European stocks closed lower on Thursday, after fluctuating for much of the day, as investors reacted to rate decisions by the Bank of England (BoE) and European Central Bank (ECB).
The pan-European FTSEurofirst 300 Index closed provisionally lower by 0.7 percent at 1,314.09 points with Portugal's PSI 20 Index leading shares down. The state bailout of lender Banco Espirito Santo continues to plague the country's stock market with traders wary about the health of rival banks. The bourse has now entered an official bear market and companies like Banif Sa Financial Group and Portugal Telecom were among the biggest fallers on Thursday.
It came as the ECB kept interest rates unchanged. In a press conference following the decision, ECB President Mario Draghi said the central bank had "intensified" preparation for an asset-purchase program, and was willing to launch one if the inflation picture changed.
Meanwhile, in the U.K., the Bank of England (BoE) left interest rates and its asset purchase target unchanged, as an improving economy continued to add to speculation that a rate hike could be around the corner.
German data disappoints, Russia weighs
Macroeconomic concerns of central bank policy from the U.S. and further tensions in Russia and Ukraine weighed on sentiment in Europe.
Moscow announced on Thursday that it was hitting back at Western sanctions by banning certain agricultural and food imports. The ban includes fruit, vegetables, meat, fish, milk and dairy imports from the United States, the European Union, Australia, Canada and Norway.
In the U.S., stocks gained in on Thursday amid corporate earnings and positive data on the labor market.
On the data front, Germany posted more disappointing industrial data on Thursday. Output (excluding construction) rose only 0.2 percent month-on-month in June, after last month's hefty fall.
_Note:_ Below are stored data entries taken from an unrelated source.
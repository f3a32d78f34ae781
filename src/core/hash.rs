// Hashing helpers and the ambient clock

use crate::core::{CanonicalEncode, Hash};
use sha2::{Digest, Sha256};
use std::time::{SystemTime, UNIX_EPOCH};

/// Single SHA-256 digest.
pub fn sha256(data: &[u8]) -> Hash {
    Hash(Sha256::digest(data).into())
}

/// SHA-256 of a value's canonical byte encoding.
pub fn content_hash<T: CanonicalEncode + ?Sized>(value: &T) -> Hash {
    sha256(&value.encode())
}

/// Milliseconds since the Unix epoch.
pub fn now_ms() -> i64 {
    SystemTime::now()
        .duration_since(UNIX_EPOCH)
        .expect("system clock before Unix epoch")
        .as_millis() as i64
}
Following the data, Daiwa Europe said German GDP growth in the second-quarter now looked "certain to disappoint". It forecast the economy grew by only 0.2 percent quarter-on-quarter between April and June. Data also showed Spanish industrial production gaining in June, continuing its encouraging run.
Nestle strong despite 'volatile' backdrop
Nestle reported 4.7 percent organic first-half growth in a "volatile trading environment" on Thursday. The Swiss food giant, whose brands include KitKat chocolate bars and Nescafe coffee, also announced a 8 billion Swiss franc ($8.8 billion) share buyback program. It finished near the top of the pan-European STOXX 600, up around 3.4 percent.
FTSE 100-listed Rio Tinto posted a more-than-doubling in half-year profit, benefiting from cost-cutting and rising output. Analysts had forecast that the slump in iron ore prices would weigh on earnings. Rival Randgold Resources posted a decline in second-quarter profit quarter-on-quarter, due to lower earnings from joint ventures.
Commerzbank posted a net profit increase to 300 million euros in the first half of 2014, due to a falloff in bad loans. This followed a loss of 58 million euros in the same period a year before. Commerzbank shares shot to the top of the STOXX 600 when markets opened, before paring gains to finish around 0.5 percent higher.
Also in Germany, Deutsche Telekom reported a bigger-than-expected quarterly core profit, boosted by earnings in the U.S. Shares finished around 1.5 percent lower on Thursday, having taken a hit in the previous session, after Sprint backed away from its offer for Deutsche Telekom carrier T-Mobile U.S. Dish Network Corporation could now make a bid.
There were also second-quarter earnings from Adidas in Germany, which has complained about the impact of Russian sanctions on business. Nonetheless, it reported 14 percent net revenue growth in emerging Europe in the second-quarter on a currency-neutral basis, driven by growth in sales to the Russia and the Commonwealth of Independent States. Despite this, shares slumped around 4 percent on Thursday.